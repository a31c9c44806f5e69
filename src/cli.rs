use clap::{ArgAction, Parser};
use thiserror::Error;

#[derive(Debug, Error, PartialEq)]
pub enum CliError {
    #[error("empty tag spec; expected e.g. 'stack_name=test,test01;role=hadoop'")]
    EmptyTagSpec,

    #[error("invalid tag filter '{0}'; expected 'key=value' or 'key=value1,value2'")]
    InvalidTagFilter(String),
}

/// Search EC2 instances and volumes by tag across regions.
#[derive(Parser, Debug)]
#[command(name = "awstags")]
#[command(about = "Find EC2 instances and volumes matching tag filters, as JSON")]
#[command(version)]
pub struct Cli {
    /// Region(s) to search: 'us-west-1,us-west-2', or 'all' for every
    /// region visible to the account. Defaults to the profile's region.
    #[arg(short, long, value_name = "REGIONS")]
    pub region: Option<String>,

    /// AWS profile to use
    #[arg(short, long)]
    pub profile: Option<String>,

    /// Do not load from the cache; refresh entries from the API
    #[arg(short, long)]
    pub ignore_cache: bool,

    /// Store cache entries zlib-compressed
    #[arg(long)]
    pub compress: bool,

    /// Increase log verbosity (up to -vvv)
    #[arg(short, long, action = ArgAction::Count)]
    pub verbose: u8,

    /// Tags to search, e.g. 'stack_name=test,test01;role=hadoop,hbase'
    pub tags: String,
}

/// One `tag:<key>` filter: matches resources whose tag `key` has any of
/// the listed values.
#[derive(Debug, Clone, PartialEq, Eq)]
pub struct TagFilter {
    pub key: String,
    pub values: Vec<String>,
}

/// Which regions to query.
#[derive(Debug, Clone, PartialEq, Eq)]
pub enum RegionSelection {
    /// The region the profile/default chain resolves to
    Default,
    /// Every region returned by describe_regions
    All,
    /// An explicit list
    Named(Vec<String>),
}

/// Parses a tag spec of the form `key=v1,v2;key2=v3` into filters.
///
/// Semicolons separate tag keys (all must match), commas separate
/// alternative values for one key (any may match).
pub fn parse_tag_spec(spec: &str) -> Result<Vec<TagFilter>, CliError> {
    let mut filters = Vec::new();

    for part in spec.split(';').filter(|p| !p.trim().is_empty()) {
        let (key, values) = part
            .split_once('=')
            .ok_or_else(|| CliError::InvalidTagFilter(part.to_string()))?;

        let key = key.trim();
        let values: Vec<String> = values
            .split(',')
            .map(str::trim)
            .filter(|v| !v.is_empty())
            .map(str::to_string)
            .collect();

        if key.is_empty() || values.is_empty() {
            return Err(CliError::InvalidTagFilter(part.to_string()));
        }

        filters.push(TagFilter {
            key: key.to_string(),
            values,
        });
    }

    if filters.is_empty() {
        return Err(CliError::EmptyTagSpec);
    }
    Ok(filters)
}

/// Parses the `--region` argument into a selection.
pub fn parse_region_arg(arg: Option<&str>) -> RegionSelection {
    match arg {
        None => RegionSelection::Default,
        Some(s) if s.trim().eq_ignore_ascii_case("all") => RegionSelection::All,
        Some(s) => RegionSelection::Named(
            s.split(',')
                .map(str::trim)
                .filter(|r| !r.is_empty())
                .map(str::to_string)
                .collect(),
        ),
    }
}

- [Task prompt]: Only lines holding the string "instances" are wanted; gather each one from the entries above.

- [Task answer]:
/// Search EC2 instances and volumes by tag across regions.
#[command(about = "Find EC2 instances and volumes matching tag filters, as JSON")]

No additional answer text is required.